How to manipulate the bits in a long?

Question

I want to transform a long to binary code, then change some bits and get the long again. I have found this post Java long to binary but I still can't achieve what I want.

I think there is two ways to achieve my goal:

1. Going from long to bitset and to long again
2. Going from long to binary String and then to int array and then to long again

 public static long changeHalf(long x){
        int[] firstHalf = new int[32];
        int[] secondHalf = new int[32];
        int[] result = new int[64];


        String binaryOfLong = Long.toBinaryString(x);
        for (int i = 0; i < firstHalf.length; i++) {

        }

        for (int i = 0; i < secondHalf.length; i++) {
            result[i] = secondHalf[i];
        }
        for (int i = 0; i < firstHalf.length; i++) {
            result[i+32] = firstHalf[i];
        }

        String s = Arrays.toString(result);
        return Long.parseLong(s);
    }

Answer 1

Rather than converting a long to arrays of int, just use bitwise operations.
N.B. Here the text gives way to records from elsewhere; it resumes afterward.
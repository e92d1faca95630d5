use axum::{
    Json,
    body::Bytes,
    extract::{Path, Query, State},
};
use serde_json::{Map, Value};
use tracing::info;
use validator::Validate;

use crate::db::leads::NewLead;
use crate::db::models::{CaseStudy, LeadSource, Resource, Service, Testimonial};
use crate::error::CmsError;
use crate::middleware::rate_limit::{Bucket, ClientIp};
use crate::router::AppState;
use crate::service::mailer::deliver;
use crate::service::notifications::lead_notification;
use crate::types::forms::{DownloadInput, clean, normalize_email};
use crate::types::query::{FeaturedQuery, IndustryQuery, ResourceQuery};
use crate::types::views::DownloadView;

/// GET /api/services
pub async fn list_services(State(state): State<AppState>) -> Result<Json<Vec<Service>>, CmsError> {
    Ok(Json(state.services().list_published().await?))
}

/// GET /api/services/{slug}
pub async fn get_service(
    State(state): State<AppState>,
    Path(slug): Path<String>,
) -> Result<Json<Service>, CmsError> {
    state
        .services()
        .get_published(&slug)
        .await?
        .map(Json)
        .ok_or(CmsError::NotFound("service"))
}

/// GET /api/case-studies
pub async fn list_case_studies(
    State(state): State<AppState>,
    Query(query): Query<IndustryQuery>,
) -> Result<Json<Vec<CaseStudy>>, CmsError> {
    let industry = query.industry.as_deref().filter(|s| !s.is_empty());
    Ok(Json(state.case_studies().list_published(industry).await?))
}

/// GET /api/case-studies/{slug}
pub async fn get_case_study(
    State(state): State<AppState>,
    Path(slug): Path<String>,
) -> Result<Json<CaseStudy>, CmsError> {
    state
        .case_studies()
        .get_published(&slug)
        .await?
        .map(Json)
        .ok_or(CmsError::NotFound("case study"))
}

/// GET /api/testimonials
pub async fn list_testimonials(
    State(state): State<AppState>,
    Query(query): Query<FeaturedQuery>,
) -> Result<Json<Vec<Testimonial>>, CmsError> {
    Ok(Json(state.testimonials().list_published(query.featured).await?))
}

/// GET /api/resources
pub async fn list_resources(
    State(state): State<AppState>,
    Query(query): Query<ResourceQuery>,
) -> Result<Json<Vec<Resource>>, CmsError> {
    Ok(Json(state.resources().list_published(query.kind).await?))
}

/// GET /api/resources/{slug}
pub async fn get_resource(
    State(state): State<AppState>,
    Path(slug): Path<String>,
) -> Result<Json<Resource>, CmsError> {
    state
        .resources()
        .get_published(&slug)
        .await?
        .map(Json)
        .ok_or(CmsError::NotFound("resource"))
}

/// POST /api/resources/{slug}/download
///
/// The body may be empty for open resources. Gated resources need a name
/// and email, which are stored as a `download` lead.
pub async fn download_resource(
    State(state): State<AppState>,
    ClientIp(ip): ClientIp,
    Path(slug): Path<String>,
    body: Bytes,
) -> Result<Json<DownloadView>, CmsError> {
    state.limits.check(Bucket::Forms, ip)?;

    let input = if body.iter().all(u8::is_ascii_whitespace) {
        DownloadInput::default()
    } else {
        serde_json::from_slice::<DownloadInput>(&body)
            .map_err(|e| CmsError::BadRequest(format!("malformed JSON body: {e}")))?
    };
    input.validate()?;

    let resources = state.resources();
    let resource = resources
        .get_published(&slug)
        .await?
        .ok_or(CmsError::NotFound("resource"))?;

    if resource.gated {
        let (Some(name), Some(email)) = (clean(input.name), input.email.as_deref()) else {
            return Err(CmsError::BadRequest(
                "name and email are required to download this resource".to_string(),
            ));
        };
        let lead = NewLead {
            company: clean(input.company),
            message: Some(format!("Downloaded \"{}\"", resource.title)),
            resource_id: Some(resource.id),
            ..NewLead::new(name, normalize_email(email), LeadSource::Download)
        };
        let lead = state.leads().create(lead).await?;
        info!(lead_id = lead.id, resource_id = resource.id, "gated download lead captured");
        deliver(
            state.mailer.as_ref(),
            lead_notification(&state.config, &lead),
            "lead notification",
        )
        .await;
    }

    resources.record_download(resource.id).await?;
    Ok(Json(DownloadView {
        file_url: resource.file_url,
    }))
}

/// GET /api/settings
pub async fn public_settings(
    State(state): State<AppState>,
) -> Result<Json<Map<String, Value>>, CmsError> {
    Ok(Json(state.settings().public_map().await?))
}
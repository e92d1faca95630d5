use axum::extract::FromRequestParts;
use axum::http::request::Parts;
use axum_extra::extract::cookie::PrivateCookieJar;
use axum_extra::headers::{Authorization, HeaderMapExt, authorization::Bearer};
use chrono::Utc;
use tracing::{debug, warn};

use crate::db::models::User;
use crate::error::CmsError;
use crate::router::AppState;
use crate::service::rbac::Permission;
use crate::service::tokens::digest;

pub const SESSION_COOKIE: &str = "shieldline_session";

/// Signed-in staff member, resolved from a bearer token or the private
/// session cookie. Rejects with 401 when neither yields a live session.
#[derive(Debug, Clone)]
pub struct CurrentUser {
    pub user: User,
    pub session_id: i64,
}

impl CurrentUser {
    /// 403 unless the user's role grants `permission`.
    pub fn require(&self, permission: Permission) -> Result<(), CmsError> {
        self.user.role.require(permission).inspect_err(|_| {
            warn!(
                user_id = self.user.id,
                role = ?self.user.role,
                permission = ?permission,
                "permission denied"
            );
        })
    }
}

/// Raw session token carried by the request, if any.
pub fn session_token(parts: &Parts, state: &AppState) -> Option<String> {
    if let Some(Authorization(bearer)) = parts.headers.typed_get::<Authorization<Bearer>>() {
        return Some(bearer.token().to_owned());
    }
    PrivateCookieJar::from_headers(&parts.headers, state.cookie_key())
        .get(SESSION_COOKIE)
        .map(|c| c.value().to_owned())
}

impl FromRequestParts<AppState> for CurrentUser {
    type Rejection = CmsError;

    async fn from_request_parts(
        parts: &mut Parts,
        state: &AppState,
    ) -> Result<Self, Self::Rejection> {
        let token = session_token(parts, state).ok_or(CmsError::Unauthorized)?;

        let sessions = state.sessions();
        let session = sessions
            .find_by_hash(&digest(&token))
            .await?
            .ok_or(CmsError::Unauthorized)?;

        if session.expires_at <= Utc::now() {
            debug!(session_id = session.id, "session expired; removing");
            sessions.delete(session.id).await?;
            return Err(CmsError::Unauthorized);
        }

        let user = state
            .users()
            .get(session.user_id)
            .await?
            .ok_or(CmsError::Unauthorized)?;

        Ok(Self {
            user,
            session_id: session.id,
        })
    }
}
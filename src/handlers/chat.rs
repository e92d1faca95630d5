use axum::{
    Json,
    extract::{Path, State},
    http::{HeaderMap, StatusCode},
};
use tracing::info;

use crate::db::chat::{ChatOpening, StartedChat};
use crate::db::leads::NewLead;
use crate::db::models::{ChatMessage, Conversation, ConversationStatus, LeadSource, MessageSender};
use crate::error::CmsError;
use crate::middleware::rate_limit::{Bucket, ClientIp};
use crate::middleware::validated::ValidatedJson;
use crate::router::AppState;
use crate::service::mailer::deliver;
use crate::service::notifications::lead_notification;
use crate::service::tokens::{constant_time_eq, random_token};
use crate::types::forms::{ChatMessageInput, StartChatInput, clean, normalize_email};
use crate::types::views::ChatStarted;

pub const CHAT_TOKEN_HEADER: &str = "x-chat-token";
pub const GREETING_SETTING: &str = "chat_greeting";
const DEFAULT_GREETING: &str =
    "Hi! Thanks for reaching out. A security specialist will reply here shortly.";

/// Load a conversation the caller holds the visitor token for.
async fn visitor_conversation(
    state: &AppState,
    id: i64,
    headers: &HeaderMap,
) -> Result<Conversation, CmsError> {
    let conversation = state
        .chat()
        .get(id)
        .await?
        .ok_or(CmsError::NotFound("conversation"))?;
    let presented = headers
        .get(CHAT_TOKEN_HEADER)
        .and_then(|v| v.to_str().ok())
        .ok_or(CmsError::Unauthorized)?;
    if !constant_time_eq(presented, &conversation.visitor_token) {
        return Err(CmsError::Unauthorized);
    }
    Ok(conversation)
}

/// POST /api/chat/conversations
pub async fn start_conversation(
    State(state): State<AppState>,
    ClientIp(ip): ClientIp,
    ValidatedJson(input): ValidatedJson<StartChatInput>,
) -> Result<(StatusCode, Json<ChatStarted>), CmsError> {
    state.limits.check(Bucket::Chat, ip)?;

    let name = clean(input.name);
    let email = input.email.as_deref().map(normalize_email);
    let first_message = clean(input.message);
    let token = random_token();

    let greeting = state
        .settings()
        .get_value(GREETING_SETTING)
        .await?
        .and_then(|v| v.as_str().map(str::to_string))
        .unwrap_or_else(|| DEFAULT_GREETING.to_string());
    let lead = email.as_ref().map(|email| {
        let lead_name = name.clone().unwrap_or_else(|| email.clone());
        NewLead::new(lead_name, email.clone(), LeadSource::Chat)
    });

    let StartedChat {
        conversation,
        messages,
        lead,
    } = state
        .chat()
        .start(ChatOpening {
            visitor_name: name.as_deref(),
            visitor_email: email.as_deref(),
            visitor_token: &token,
            greeting: &greeting,
            first_message: first_message.as_deref(),
            lead,
        })
        .await?;

    if let Some(lead) = lead {
        deliver(
            state.mailer.as_ref(),
            lead_notification(&state.config, &lead),
            "lead notification",
        )
        .await;
    }

    info!(conversation_id = conversation.id, "chat conversation opened");
    Ok((
        StatusCode::CREATED,
        Json(ChatStarted {
            conversation_id: conversation.id,
            visitor_token: token,
            messages,
        }),
    ))
}

/// GET /api/chat/conversations/{id}/messages
pub async fn list_messages(
    State(state): State<AppState>,
    Path(id): Path<i64>,
    headers: HeaderMap,
) -> Result<Json<Vec<ChatMessage>>, CmsError> {
    let conversation = visitor_conversation(&state, id, &headers).await?;
    Ok(Json(state.chat().messages(conversation.id).await?))
}

/// POST /api/chat/conversations/{id}/messages
pub async fn post_message(
    State(state): State<AppState>,
    ClientIp(ip): ClientIp,
    Path(id): Path<i64>,
    headers: HeaderMap,
    ValidatedJson(input): ValidatedJson<ChatMessageInput>,
) -> Result<(StatusCode, Json<ChatMessage>), CmsError> {
    state.limits.check(Bucket::Chat, ip)?;
    let conversation = visitor_conversation(&state, id, &headers).await?;
    if conversation.status == ConversationStatus::Closed {
        return Err(CmsError::BadRequest("conversation is closed".to_string()));
    }
    let message = state
        .chat()
        .post(
            conversation.id,
            MessageSender::Visitor,
            None,
            input.body.trim(),
        )
        .await?;
    Ok((StatusCode::CREATED, Json(message)))
}
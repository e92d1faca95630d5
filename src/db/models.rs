use chrono::{DateTime, Utc};
use serde::{Deserialize, Serialize};
use sqlx::FromRow;
use sqlx::types::Json;

/// Publish lifecycle shared by posts and the marketing content entities.
#[derive(Debug, Clone, Copy, PartialEq, Eq, Serialize, Deserialize, sqlx::Type, Default)]
#[serde(rename_all = "lowercase")]
#[sqlx(rename_all = "lowercase")]
pub enum PublishStatus {
    #[default]
    Draft,
    Published,
    Archived,
}

#[derive(Debug, Clone, Copy, PartialEq, Eq, Hash, Serialize, Deserialize, sqlx::Type)]
#[serde(rename_all = "lowercase")]
#[sqlx(rename_all = "lowercase")]
pub enum Role {
    Admin,
    Editor,
    User,
}

#[derive(Debug, Clone, Copy, PartialEq, Eq, Serialize, Deserialize, sqlx::Type)]
#[serde(rename_all = "lowercase")]
#[sqlx(rename_all = "lowercase")]
pub enum CommentStatus {
    Pending,
    Approved,
    Rejected,
    Spam,
}

#[derive(Debug, Clone, Copy, PartialEq, Eq, Serialize, Deserialize, sqlx::Type)]
#[serde(rename_all = "lowercase")]
#[sqlx(rename_all = "lowercase")]
pub enum LeadSource {
    Contact,
    Download,
    Newsletter,
    Chat,
    Other,
}

#[derive(Debug, Clone, Copy, PartialEq, Eq, Serialize, Deserialize, sqlx::Type)]
#[serde(rename_all = "lowercase")]
#[sqlx(rename_all = "lowercase")]
pub enum LeadStatus {
    New,
    Contacted,
    Qualified,
    Converted,
    Lost,
}

#[derive(Debug, Clone, Copy, PartialEq, Eq, Serialize, Deserialize, sqlx::Type)]
#[serde(rename_all = "lowercase")]
#[sqlx(rename_all = "lowercase")]
pub enum SubscriberStatus {
    Pending,
    Active,
    Unsubscribed,
}

#[derive(Debug, Clone, Copy, PartialEq, Eq, Serialize, Deserialize, sqlx::Type)]
#[serde(rename_all = "lowercase")]
#[sqlx(rename_all = "lowercase")]
pub enum ResourceKind {
    Whitepaper,
    Ebook,
    Checklist,
    Report,
    Guide,
}

#[derive(Debug, Clone, Copy, PartialEq, Eq, Serialize, Deserialize, sqlx::Type)]
#[serde(rename_all = "lowercase")]
#[sqlx(rename_all = "lowercase")]
pub enum ConversationStatus {
    Open,
    Closed,
}

#[derive(Debug, Clone, Copy, PartialEq, Eq, Serialize, Deserialize, sqlx::Type)]
#[serde(rename_all = "lowercase")]
#[sqlx(rename_all = "lowercase")]
pub enum MessageSender {
    Visitor,
    Agent,
    System,
}

#[derive(Debug, Clone, Serialize, FromRow)]
pub struct User {
    pub id: i64,
    pub email: String,
    pub name: String,
    #[serde(skip_serializing)]
    pub password_hash: String,
    pub role: Role,
    pub created_at: DateTime<Utc>,
    pub updated_at: DateTime<Utc>,
}

#[derive(Debug, Clone, FromRow)]
pub struct Session {
    pub id: i64,
    pub user_id: i64,
    pub token_hash: String,
    pub expires_at: DateTime<Utc>,
    pub created_at: DateTime<Utc>,
}

#[derive(Debug, Clone, Serialize, FromRow)]
pub struct Category {
    pub id: i64,
    pub name: String,
    pub slug: String,
    pub description: Option<String>,
    pub created_at: DateTime<Utc>,
}

#[derive(Debug, Clone, Serialize, FromRow)]
pub struct Tag {
    pub id: i64,
    pub name: String,
    pub slug: String,
    pub created_at: DateTime<Utc>,
}

/// Category or tag with the number of published posts attached to it.
#[derive(Debug, Clone, Serialize, FromRow)]
pub struct TermCount {
    pub id: i64,
    pub name: String,
    pub slug: String,
    pub post_count: i64,
}

#[derive(Debug, Clone, Serialize, FromRow)]
pub struct Post {
    pub id: i64,
    pub title: String,
    pub slug: String,
    pub excerpt: Option<String>,
    pub content: String,
    pub cover_image: Option<String>,
    pub status: PublishStatus,
    pub category_id: Option<i64>,
    pub author_id: Option<i64>,
    pub featured: bool,
    pub reading_minutes: i64,
    pub view_count: i64,
    pub published_at: Option<DateTime<Utc>>,
    pub created_at: DateTime<Utc>,
    pub updated_at: DateTime<Utc>,
}

#[derive(Debug, Clone, Serialize, FromRow)]
pub struct Comment {
    pub id: i64,
    pub post_id: i64,
    pub parent_id: Option<i64>,
    pub author_name: String,
    #[serde(skip_serializing)]
    pub author_email: String,
    pub content: String,
    pub status: CommentStatus,
    pub likes: i64,
    pub created_at: DateTime<Utc>,
}

/// Comment as shown in the moderation queue, email included.
#[derive(Debug, Clone, Serialize, FromRow)]
pub struct ModerationComment {
    pub id: i64,
    pub post_id: i64,
    pub post_title: String,
    pub parent_id: Option<i64>,
    pub author_name: String,
    pub author_email: String,
    pub content: String,
    pub status: CommentStatus,
    pub likes: i64,
    pub created_at: DateTime<Utc>,
}

#[derive(Debug, Clone, Serialize, FromRow)]
pub struct Lead {
    pub id: i64,
    pub name: String,
    pub email: String,
    pub company: Option<String>,
    pub phone: Option<String>,
    pub message: Option<String>,
    pub service_interest: Option<String>,
    pub source: LeadSource,
    pub status: LeadStatus,
    pub resource_id: Option<i64>,
    pub created_at: DateTime<Utc>,
    pub updated_at: DateTime<Utc>,
}

#[derive(Debug, Clone, Serialize, FromRow)]
pub struct Subscriber {
    pub id: i64,
    pub email: String,
    pub name: Option<String>,
    pub status: SubscriberStatus,
    #[serde(skip_serializing)]
    pub confirm_token: String,
    #[serde(skip_serializing)]
    pub unsubscribe_token: String,
    pub confirmed_at: Option<DateTime<Utc>>,
    pub unsubscribed_at: Option<DateTime<Utc>>,
    pub created_at: DateTime<Utc>,
}

#[derive(Debug, Clone, Serialize, FromRow)]
pub struct Service {
    pub id: i64,
    pub title: String,
    pub slug: String,
    pub summary: String,
    pub description: String,
    pub icon: Option<String>,
    pub features: Json<Vec<String>>,
    pub sort_order: i64,
    pub status: PublishStatus,
    pub created_at: DateTime<Utc>,
    pub updated_at: DateTime<Utc>,
}

#[derive(Debug, Clone, Serialize, FromRow)]
pub struct Resource {
    pub id: i64,
    pub title: String,
    pub slug: String,
    pub description: String,
    pub kind: ResourceKind,
    pub file_url: String,
    pub gated: bool,
    pub download_count: i64,
    pub status: PublishStatus,
    pub created_at: DateTime<Utc>,
    pub updated_at: DateTime<Utc>,
}

#[derive(Debug, Clone, Serialize, FromRow)]
pub struct CaseStudy {
    pub id: i64,
    pub title: String,
    pub slug: String,
    pub client: String,
    pub industry: String,
    pub summary: String,
    pub challenge: String,
    pub solution: String,
    pub results: Json<Vec<String>>,
    pub cover_image: Option<String>,
    pub status: PublishStatus,
    pub published_at: Option<DateTime<Utc>>,
    pub created_at: DateTime<Utc>,
    pub updated_at: DateTime<Utc>,
}

#[derive(Debug, Clone, Serialize, FromRow)]
pub struct Testimonial {
    pub id: i64,
    pub author_name: String,
    pub author_title: Option<String>,
    pub company: Option<String>,
    pub quote: String,
    pub rating: i64,
    pub featured: bool,
    pub status: PublishStatus,
    pub sort_order: i64,
    pub created_at: DateTime<Utc>,
}

#[derive(Debug, Clone, Serialize, FromRow)]
pub struct Setting {
    pub key: String,
    pub value: Json<serde_json::Value>,
    pub is_public: bool,
    pub updated_at: DateTime<Utc>,
}

#[derive(Debug, Clone, Serialize, FromRow)]
pub struct Conversation {
    pub id: i64,
    pub visitor_name: Option<String>,
    pub visitor_email: Option<String>,
    #[serde(skip_serializing)]
    pub visitor_token: String,
    pub status: ConversationStatus,
    pub created_at: DateTime<Utc>,
    pub updated_at: DateTime<Utc>,
}

#[derive(Debug, Clone, Serialize, FromRow)]
pub struct ChatMessage {
    pub id: i64,
    pub conversation_id: i64,
    pub sender: MessageSender,
    pub author_id: Option<i64>,
    pub body: String,
    pub created_at: DateTime<Utc>,
}
pub mod auth;
pub mod rate_limit;
pub mod validated;
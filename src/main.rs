use chrono::Utc;
use mimalloc::MiMalloc;
use std::net::SocketAddr;
use std::sync::Arc;
use std::time::Duration;
use tokio::net::TcpListener;
use tracing::{info, warn};
use tracing_subscriber::{EnvFilter, layer::SubscriberExt, util::SubscriberInitExt};

use shieldline::config::Config;
use shieldline::db::users::{SessionStore, UserStore};
use shieldline::middleware::rate_limit::RateLimits;
use shieldline::service::{bootstrap, mailer};

#[global_allocator]
static GLOBAL: MiMalloc = MiMalloc;

#[tokio::main]
async fn main() -> Result<(), Box<dyn std::error::Error>> {
    dotenvy::dotenv().ok();

    let cfg = Config::load()?;

    let env_filter = EnvFilter::try_from_default_env()
        .unwrap_or_else(|_| EnvFilter::new(cfg.basic.loglevel.clone()));
    tracing_subscriber::registry()
        .with(env_filter)
        .with(
            tracing_subscriber::fmt::layer()
                .with_level(true)
                .with_target(false),
        )
        .init();

    let mail_transport = if cfg.mail.resend_api_key.is_some() {
        "resend"
    } else {
        "log"
    };
    info!(
        database_url = %cfg.basic.database_url,
        listen_addr = %cfg.basic.listen_addr,
        site_url = %cfg.basic.site_url,
        loglevel = %cfg.basic.loglevel,
        mail = mail_transport
    );

    let pool = shieldline::db::connect(&cfg.basic.database_url).await?;
    bootstrap::ensure_admin(&UserStore::new(pool.clone()), &cfg).await?;

    let purged = SessionStore::new(pool.clone()).purge_expired(Utc::now()).await?;
    if purged > 0 {
        info!(purged, "expired sessions removed");
    }

    let mailer = mailer::from_config(&cfg.mail)?;
    let addr = cfg.basic.listen_addr.clone();
    let state = shieldline::AppState::new(pool, cfg, mailer);
    state.login.prime().await?;
    spawn_limiter_sweeper(state.limits.clone());
    let app = shieldline::cms_router(state);

    let listener = TcpListener::bind(&addr).await?;
    info!("HTTP server listening on {}", addr);
    axum::serve(
        listener,
        app.into_make_service_with_connect_info::<SocketAddr>(),
    )
    .with_graceful_shutdown(shutdown_signal())
    .await?;
    Ok(())
}

fn spawn_limiter_sweeper(limits: Arc<RateLimits>) {
    tokio::spawn(async move {
        let mut tick = tokio::time::interval(Duration::from_secs(60));
        loop {
            tick.tick().await;
            limits.retain_recent();
        }
    });
}

async fn shutdown_signal() {
    if let Err(e) = tokio::signal::ctrl_c().await {
        warn!(error = %e, "failed to listen for shutdown signal");
        std::future::pending::<()>().await;
    }
    info!("shutdown signal received");
}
I want to swap the first 32 bits with the last 32 bits

That would be:

long result = ((x & 0xFFFFFFFF00000000l) >> 32) | ((x & 0x00000000FFFFFFFFl) << 32);

That masks off the first 32 bits, shifts them to the right, masks off the last 32 bits, shifts them to the left, and combines the result with | (OR).

Live example:

class Example
{
    public static void main (String[] args) throws java.lang.Exception
    {
        long x = 0x1000000020000000l;
        long result = ((x & 0xFFFFFFFF00000000l) >> 32) | ((x & 0x00000000FFFFFFFFl) << 32);
        System.out.printf("0x%016X\n", x);
        System.out.printf("0x%016X\n", result);
    }
}

Outputs:

0x1000000020000000
0x2000000010000000

More in the Bitwise and Bit Shift Operators tutorial.